• [WHAT YOU HAVE TO DO] Gather all lines with "RefReleased" from the records.

• [Collected data entries]
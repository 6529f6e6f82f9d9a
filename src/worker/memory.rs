//! In-memory worker
//!
//! A complete [`Worker`] backed by a map of records. It keeps count of
//! open handles, loads and policy changes so callers can check that every
//! load was matched by a release. Useful in tests and for embedding a
//! local cache without a real content store.

use crate::compression::{CompressionOpt, CompressionType, ANNOTATION_ESTARGZ_TOC};
use crate::error::{WorkrefError, WorkrefResult};
use crate::identity;
use crate::remote::{Descriptor, Remote, ANNOTATION_UNCOMPRESSED};
use crate::session::Group;
use crate::worker::{ImmutableRef, Worker};
use async_trait::async_trait;
use sha2::{Digest, Sha256};
use std::collections::{BTreeMap, HashMap};
use std::sync::atomic::{AtomicBool, Ordering};
use std::sync::{Arc, Mutex, MutexGuard, PoisonError};
use tokio_util::sync::CancellationToken;
use tracing::debug;
use uuid::Uuid;

/// An export call as seen by the store
#[derive(Debug, Clone, PartialEq, Eq)]
pub struct ExportRequest {
    pub ref_id: String,
    pub create_if_needed: bool,
    pub compression: CompressionOpt,
    pub all: bool,
    pub group: Group,
}

#[derive(Debug)]
struct Record {
    content: Vec<u8>,
    retain: bool,
    blobs: BTreeMap<CompressionType, Descriptor>,
    export_failure: Option<String>,
}

#[derive(Debug, Default)]
struct MemoryState {
    records: HashMap<String, Record>,
    open_handles: usize,
    hidden_loads: usize,
    visible_loads: usize,
    retain_sets: usize,
    exports: Vec<ExportRequest>,
}

type SharedState = Arc<Mutex<MemoryState>>;

fn lock(state: &SharedState) -> MutexGuard<'_, MemoryState> {
    state.lock().unwrap_or_else(PoisonError::into_inner)
}

fn sha256_digest(data: &[u8]) -> String {
    format!("sha256:{}", hex::encode(Sha256::digest(data)))
}

/// Build the descriptor of `content` stored with `compression`
fn blob_descriptor(content: &[u8], compression: CompressionType) -> Descriptor {
    let mut tagged = compression.to_string().into_bytes();
    tagged.extend_from_slice(content);

    let mut annotations = BTreeMap::new();
    annotations.insert(ANNOTATION_UNCOMPRESSED.to_string(), sha256_digest(content));
    if compression == CompressionType::Estargz {
        annotations.insert(
            ANNOTATION_ESTARGZ_TOC.to_string(),
            sha256_digest(&[b"toc".as_slice(), content].concat()),
        );
    }

    Descriptor {
        media_type: compression.media_type().to_string(),
        digest: sha256_digest(&tagged),
        size: content.len() as u64,
        annotations,
    }
}

/// Worker whose content store lives in memory
pub struct MemoryWorker {
    id: String,
    state: SharedState,
}

impl MemoryWorker {
    /// Create an empty worker
    pub fn new(id: impl Into<String>) -> Self {
        Self {
            id: id.into(),
            state: Arc::default(),
        }
    }

    /// Store content under `ref_id` without any exported blobs
    pub fn put(&self, ref_id: &str, content: &[u8]) -> WorkrefResult<()> {
        self.put_with_blobs(ref_id, content, &[])
    }

    /// Store content under `ref_id` with blobs already exported in the
    /// given compressions.
    ///
    /// Fails with `InvalidComponent` when `ref_id` cannot be part of a
    /// cache identity.
    pub fn put_with_blobs(
        &self,
        ref_id: &str,
        content: &[u8],
        compressions: &[CompressionType],
    ) -> WorkrefResult<()> {
        identity::validate_component("reference", ref_id)?;
        self.store(ref_id, content, compressions);
        Ok(())
    }

    /// Store content under a generated reference id
    pub fn insert(&self, content: &[u8]) -> String {
        let ref_id = Uuid::new_v4().simple().to_string();
        self.store(&ref_id, content, &[]);
        ref_id
    }

    fn store(&self, ref_id: &str, content: &[u8], compressions: &[CompressionType]) {
        let blobs = compressions
            .iter()
            .map(|ty| (*ty, blob_descriptor(content, *ty)))
            .collect();

        lock(&self.state).records.insert(
            ref_id.to_string(),
            Record {
                content: content.to_vec(),
                retain: false,
                blobs,
                export_failure: None,
            },
        );
        debug!("Stored {} in worker {}", ref_id, self.id);
    }

    /// Remove a reference. Open handles stay open but further loads and
    /// policy changes fail.
    pub fn remove(&self, ref_id: &str) -> bool {
        lock(&self.state).records.remove(ref_id).is_some()
    }

    /// Make every export of `ref_id` fail with `reason`
    pub fn fail_exports(&self, ref_id: &str, reason: impl Into<String>) {
        if let Some(record) = lock(&self.state).records.get_mut(ref_id) {
            record.export_failure = Some(reason.into());
        }
    }

    pub fn contains(&self, ref_id: &str) -> bool {
        lock(&self.state).records.contains_key(ref_id)
    }

    pub fn is_retained(&self, ref_id: &str) -> bool {
        lock(&self.state)
            .records
            .get(ref_id)
            .is_some_and(|r| r.retain)
    }

    /// Handles loaded and not yet released
    pub fn outstanding(&self) -> usize {
        lock(&self.state).open_handles
    }

    pub fn hidden_loads(&self) -> usize {
        lock(&self.state).hidden_loads
    }

    pub fn visible_loads(&self) -> usize {
        lock(&self.state).visible_loads
    }

    /// Number of times a retain policy was set
    pub fn retain_sets(&self) -> usize {
        lock(&self.state).retain_sets
    }

    /// Every export request received, oldest first
    pub fn export_requests(&self) -> Vec<ExportRequest> {
        lock(&self.state).exports.clone()
    }
}

#[async_trait]
impl Worker for MemoryWorker {
    fn id(&self) -> &str {
        &self.id
    }

    async fn load_ref(
        &self,
        ctx: &CancellationToken,
        id: &str,
        hidden: bool,
    ) -> WorkrefResult<Box<dyn ImmutableRef>> {
        if ctx.is_cancelled() {
            return Err(WorkrefError::Cancelled);
        }

        let mut state = lock(&self.state);
        if !state.records.contains_key(id) {
            return Err(WorkrefError::RefNotFound(id.to_string()));
        }

        if hidden {
            state.hidden_loads += 1;
        } else {
            state.visible_loads += 1;
        }
        state.open_handles += 1;

        Ok(Box::new(MemoryRef {
            id: id.to_string(),
            state: self.state.clone(),
            released: AtomicBool::new(false),
        }))
    }
}

/// Handle to a record of a [`MemoryWorker`]
struct MemoryRef {
    id: String,
    state: SharedState,
    released: AtomicBool,
}

#[async_trait]
impl ImmutableRef for MemoryRef {
    fn id(&self) -> &str {
        &self.id
    }

    fn release(&self) -> WorkrefResult<()> {
        if self.released.swap(true, Ordering::SeqCst) {
            return Err(WorkrefError::RefReleased(self.id.clone()));
        }
        let mut state = lock(&self.state);
        state.open_handles = state.open_handles.saturating_sub(1);
        Ok(())
    }

    fn has_cache_policy_retain(&self) -> bool {
        lock(&self.state)
            .records
            .get(&self.id)
            .is_some_and(|r| r.retain)
    }

    async fn set_cache_policy_retain(&self) -> WorkrefResult<()> {
        let mut state = lock(&self.state);
        let record = state
            .records
            .get_mut(&self.id)
            .ok_or_else(|| WorkrefError::RefNotFound(self.id.clone()))?;
        record.retain = true;
        state.retain_sets += 1;
        Ok(())
    }

    async fn get_remotes(
        &self,
        ctx: &CancellationToken,
        create_if_needed: bool,
        compression: &CompressionOpt,
        all: bool,
        group: &Group,
    ) -> WorkrefResult<Vec<Remote>> {
        if ctx.is_cancelled() {
            return Err(WorkrefError::Cancelled);
        }

        let mut state = lock(&self.state);
        state.exports.push(ExportRequest {
            ref_id: self.id.clone(),
            create_if_needed,
            compression: *compression,
            all,
            group: group.clone(),
        });

        let record = state
            .records
            .get_mut(&self.id)
            .ok_or_else(|| WorkrefError::RefNotFound(self.id.clone()))?;
        if let Some(reason) = &record.export_failure {
            return Err(WorkrefError::Store(reason.clone()));
        }

        let wanted = compression.compression_type;
        if !record.blobs.contains_key(&wanted) {
            if !create_if_needed {
                return Err(WorkrefError::BlobMissing {
                    ref_id: self.id.clone(),
                    compression: wanted.to_string(),
                });
            }
            let desc = blob_descriptor(&record.content, wanted);
            record.blobs.insert(wanted, desc);
        }

        let mut remotes = Vec::new();
        if let Some(desc) = record.blobs.get(&wanted) {
            remotes.push(Remote::new(vec![desc.clone()]));
        }
        if all {
            remotes.extend(
                record
                    .blobs
                    .iter()
                    .filter(|(ty, _)| **ty != wanted)
                    .map(|(_, desc)| Remote::new(vec![desc.clone()])),
            );
        }
        Ok(remotes)
    }
}

#[cfg(test)]
mod tests {
    use super::*;

    fn ctx() -> CancellationToken {
        CancellationToken::new()
    }

    #[tokio::test]
    async fn load_counts_handles() {
        let worker = MemoryWorker::new("w1");
        worker.put("r1", b"data").unwrap();

        let visible = worker.load_ref(&ctx(), "r1", false).await.unwrap();
        let hidden = worker.load_ref(&ctx(), "r1", true).await.unwrap();
        assert_eq!(worker.outstanding(), 2);
        assert_eq!(worker.visible_loads(), 1);
        assert_eq!(worker.hidden_loads(), 1);

        visible.release().unwrap();
        hidden.release().unwrap();
        assert_eq!(worker.outstanding(), 0);
    }

    #[tokio::test]
    async fn load_missing_ref() {
        let worker = MemoryWorker::new("w1");
        let err = worker.load_ref(&ctx(), "nope", false).await.err().unwrap();
        assert!(matches!(err, WorkrefError::RefNotFound(_)));
        assert_eq!(worker.outstanding(), 0);
    }

    #[tokio::test]
    async fn load_honors_cancellation() {
        let worker = MemoryWorker::new("w1");
        worker.put("r1", b"data").unwrap();

        let token = ctx();
        token.cancel();
        let err = worker.load_ref(&token, "r1", false).await.err().unwrap();
        assert!(matches!(err, WorkrefError::Cancelled));
    }

    #[tokio::test]
    async fn double_release_fails() {
        let worker = MemoryWorker::new("w1");
        worker.put("r1", b"data").unwrap();

        let r = worker.load_ref(&ctx(), "r1", false).await.unwrap();
        r.release().unwrap();
        assert!(matches!(r.release(), Err(WorkrefError::RefReleased(_))));
        assert_eq!(worker.outstanding(), 0);
    }

    #[tokio::test]
    async fn retain_policy() {
        let worker = MemoryWorker::new("w1");
        worker.put("r1", b"data").unwrap();

        let r = worker.load_ref(&ctx(), "r1", false).await.unwrap();
        assert!(!r.has_cache_policy_retain());
        r.set_cache_policy_retain().await.unwrap();
        assert!(r.has_cache_policy_retain());
        assert!(worker.is_retained("r1"));
        assert_eq!(worker.retain_sets(), 1);

        worker.remove("r1");
        assert!(r.set_cache_policy_retain().await.is_err());
        r.release().unwrap();
    }

    #[tokio::test]
    async fn export_single_and_all() {
        let worker = MemoryWorker::new("w1");
        worker.put_with_blobs(
            "r1",
            b"data",
            &[CompressionType::Gzip, CompressionType::Zstd],
        )
        .unwrap();
        let r = worker.load_ref(&ctx(), "r1", true).await.unwrap();

        let zstd = CompressionOpt::new(CompressionType::Zstd);
        let single = r
            .get_remotes(&ctx(), false, &zstd, false, &Group::empty())
            .await
            .unwrap();
        assert_eq!(single.len(), 1);
        assert_eq!(single[0].compression(), Some(CompressionType::Zstd));

        let all = r
            .get_remotes(&ctx(), false, &zstd, true, &Group::empty())
            .await
            .unwrap();
        let kinds: Vec<_> = all.iter().map(|r| r.compression()).collect();
        assert_eq!(
            kinds,
            vec![Some(CompressionType::Zstd), Some(CompressionType::Gzip)]
        );

        assert_eq!(worker.export_requests().len(), 2);
        r.release().unwrap();
    }

    #[tokio::test]
    async fn export_missing_blob() {
        let worker = MemoryWorker::new("w1");
        worker.put("r1", b"data").unwrap();
        let r = worker.load_ref(&ctx(), "r1", true).await.unwrap();

        let err = r
            .get_remotes(&ctx(), false, &CompressionOpt::default(), false, &Group::empty())
            .await
            .unwrap_err();
        assert!(matches!(err, WorkrefError::BlobMissing { .. }));

        let created = r
            .get_remotes(&ctx(), true, &CompressionOpt::default(), false, &Group::empty())
            .await
            .unwrap();
        assert_eq!(created.len(), 1);
        let desc = &created[0].descriptors[0];
        assert!(desc.digest.starts_with("sha256:"));
        assert_eq!(desc.size, 4);
        assert!(desc.uncompressed_digest().is_some());
        r.release().unwrap();
    }

    #[tokio::test]
    async fn export_failure_injection() {
        let worker = MemoryWorker::new("w1");
        worker.put_with_blobs("r1", b"data", &[CompressionType::Gzip]).unwrap();
        worker.fail_exports("r1", "registry unreachable");
        let r = worker.load_ref(&ctx(), "r1", true).await.unwrap();

        let err = r
            .get_remotes(&ctx(), false, &CompressionOpt::default(), false, &Group::empty())
            .await
            .unwrap_err();
        assert!(err.to_string().contains("registry unreachable"));
        r.release().unwrap();
    }

    #[test]
    fn insert_generates_id() {
        let worker = MemoryWorker::new("w1");
        let a = worker.insert(b"a");
        let b = worker.insert(b"b");
        assert_ne!(a, b);
        assert!(!a.contains("::"));
        assert!(worker.contains(&a));
        assert!(identity::is_valid_component(&b));
    }

    #[test]
    fn put_rejects_ambiguous_ref_id() {
        let worker = MemoryWorker::new("w1");
        for ref_id in [":b", "b:", "x::y"] {
            let err = worker.put(ref_id, b"data").unwrap_err();
            assert!(matches!(err, WorkrefError::InvalidComponent { kind: "reference", .. }));
            assert!(!worker.contains(ref_id));
        }

        worker.put("sha256:ab", b"data").unwrap();
        assert!(worker.contains("sha256:ab"));
    }

    #[test]
    fn blob_digests_differ_by_compression() {
        let gzip = blob_descriptor(b"data", CompressionType::Gzip);
        let zstd = blob_descriptor(b"data", CompressionType::Zstd);
        assert_ne!(gzip.digest, zstd.digest);
        assert_eq!(gzip.uncompressed_digest(), zstd.uncompressed_digest());
        assert_eq!(
            blob_descriptor(b"data", CompressionType::Estargz).compression(),
            Some(CompressionType::Estargz)
        );
    }
}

• [PROBLEM SOLUTION]
            return Err(WorkrefError::RefReleased(self.id.clone()));
        assert!(matches!(r.release(), Err(WorkrefError::RefReleased(_))));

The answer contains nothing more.